— Prompt —
Say how many lines below contain the word "PermissionBehavior". The number is the entire reply.

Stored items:

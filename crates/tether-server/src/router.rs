// Copyright (c) 2024-2026 Martin Schröder <info@swedishembedded.com>
//
// SPDX-License-Identifier: Apache-2.0
//!
//! HTTP routes.
//!
//! | Method | Path                      | Purpose                              |
//! |--------|---------------------------|--------------------------------------|
//! | GET    | `/healthz`                | liveness probe                       |
//! | POST   | `/sessions`               | create a session, start the engine   |
//! | GET    | `/sessions`               | ids of live sessions                 |
//! | DELETE | `/sessions/:id`           | abort + remove                       |
//! | GET    | `/sessions/:id/events`    | the session's SSE event stream       |
//! | POST   | `/sessions/:id/messages`  | queue another user turn              |
//! | POST   | `/sessions/:id/respond`   | resolve a permission / answer a question |
//! | POST   | `/sessions/:id/interrupt` | stop the engine's current turn       |
//!
//! The SSE responder drains the session's output channel, writing one
//! `data: …` frame per event, and always finishes with `data: [DONE]` —
//! engine failures arrive as ordinary `error` events on the channel, so the
//! stream still terminates cleanly.

use std::sync::Arc;

use axum::body::{Body, Bytes};
use axum::extract::{Path, State};
use axum::http::header;
use axum::response::{IntoResponse, Response};
use axum::routing::{delete, get, post};
use axum::{Json, Router};
use futures::stream::{self, StreamExt};
use serde::Deserialize;
use serde_json::{json, Value};
use tracing::{debug, warn};
use uuid::Uuid;

use tether_protocol::{encode_done, encode_event, PermissionBehavior};
use tether_session::{Session, SessionManager};

use crate::error::ServerError;

#[derive(Clone)]
pub struct AppState {
    pub manager: Arc<SessionManager>,
}

pub fn router(state: AppState) -> Router {
    Router::new()
        .route("/healthz", get(healthz))
        .route("/sessions", post(create_session).get(list_sessions))
        .route("/sessions/:id", delete(delete_session))
        .route("/sessions/:id/events", get(session_events))
        .route("/sessions/:id/messages", post(push_message))
        .route("/sessions/:id/respond", post(respond))
        .route("/sessions/:id/interrupt", post(interrupt_session))
        .with_state(state)
}

fn lookup(state: &AppState, id: &str) -> Result<Arc<Session>, ServerError> {
    // An unparseable id cannot name a session, so it gets the same 404 as an
    // unknown one.
    let uuid =
        Uuid::parse_str(id).map_err(|_| ServerError::UnknownSession(id.to_string()))?;
    state
        .manager
        .get(uuid)
        .ok_or_else(|| ServerError::UnknownSession(id.to_string()))
}

// ── Handlers ──────────────────────────────────────────────────────────────────

async fn healthz() -> Json<Value> {
    Json(json!({ "status": "ok" }))
}

#[derive(Debug, Deserialize)]
struct CreateSessionRequest {
    message: String,
}

async fn create_session(
    State(state): State<AppState>,
    Json(req): Json<CreateSessionRequest>,
) -> Result<Json<Value>, ServerError> {
    let session = state
        .manager
        .create(&req.message)
        .await
        .map_err(|e| ServerError::EngineStart(e.to_string()))?;
    Ok(Json(json!({ "sessionId": session.id() })))
}

async fn list_sessions(State(state): State<AppState>) -> Json<Value> {
    let sessions: Vec<Value> = state
        .manager
        .ids()
        .into_iter()
        .map(|id| json!({ "sessionId": id }))
        .collect();
    Json(json!({ "sessions": sessions }))
}

async fn delete_session(
    State(state): State<AppState>,
    Path(id): Path<String>,
) -> Result<Json<Value>, ServerError> {
    let session = lookup(&state, &id)?;
    state.manager.delete(session.id());
    Ok(Json(json!({ "ok": true })))
}

async fn session_events(
    State(state): State<AppState>,
    Path(id): Path<String>,
) -> Result<Response, ServerError> {
    let session = lookup(&state, &id)?;
    let rx = session
        .take_events()
        .ok_or(ServerError::StreamTaken(session.id()))?;
    debug!(session = %session.id(), "event stream subscribed");

    let frames = rx
        .into_stream()
        .filter_map(|event| async move {
            match encode_event(&event) {
                Ok(frame) => Some(frame),
                Err(e) => {
                    warn!("dropping unencodable event: {e}");
                    None
                }
            }
        })
        .chain(stream::once(async { encode_done() }))
        .map(|frame| Ok::<Bytes, std::convert::Infallible>(Bytes::from(frame)));

    Ok((
        [
            (header::CONTENT_TYPE, "text/event-stream"),
            (header::CACHE_CONTROL, "no-cache"),
            (header::CONNECTION, "keep-alive"),
        ],
        Body::from_stream(frames),
    )
        .into_response())
}

#[derive(Debug, Deserialize)]
struct PushMessageRequest {
    message: String,
}

async fn push_message(
    State(state): State<AppState>,
    Path(id): Path<String>,
    Json(req): Json<PushMessageRequest>,
) -> Result<Json<Value>, ServerError> {
    let session = lookup(&state, &id)?;
    session.push_message(&req.message);
    Ok(Json(json!({ "ok": true })))
}

async fn interrupt_session(
    State(state): State<AppState>,
    Path(id): Path<String>,
) -> Result<Json<Value>, ServerError> {
    let session = lookup(&state, &id)?;
    session.interrupt();
    Ok(Json(json!({ "ok": true })))
}

/// The respond body is parsed by hand: its shape depends on `kind`, and every
/// malformed variant must come back as a 400 with a JSON error body rather
/// than an extractor rejection.
async fn respond(
    State(state): State<AppState>,
    Path(id): Path<String>,
    Json(body): Json<Value>,
) -> Result<Json<Value>, ServerError> {
    let session = lookup(&state, &id)?;
    let pending_id = body["id"].as_str().unwrap_or("");

    match body["kind"].as_str().unwrap_or("") {
        "permission" => {
            let behavior = match body["behavior"].as_str() {
                Some("allow") => PermissionBehavior::Allow,
                Some("deny") => PermissionBehavior::Deny,
                _ => {
                    return Err(ServerError::BadRequest(
                        "'behavior' must be 'allow' or 'deny'".to_string(),
                    ))
                }
            };
            let updated_input = body["updatedInput"].as_object().cloned();
            session
                .gate()
                .resolve(pending_id, behavior, updated_input)
                .map_err(|e| ServerError::BadRequest(e.to_string()))?;
        }
        "question" => {
            let answer = body["answer"].as_str().ok_or_else(|| {
                ServerError::BadRequest("'answer' must be a string".to_string())
            })?;
            session
                .gate()
                .answer_question(pending_id, answer)
                .map_err(|e| ServerError::BadRequest(e.to_string()))?;
        }
        other => {
            return Err(ServerError::BadRequest(format!(
                "unknown respond kind '{other}'"
            )))
        }
    }
    Ok(Json(json!({ "ok": true })))
}

// ── Unit tests ────────────────────────────────────────────────────────────────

— Answer area —
3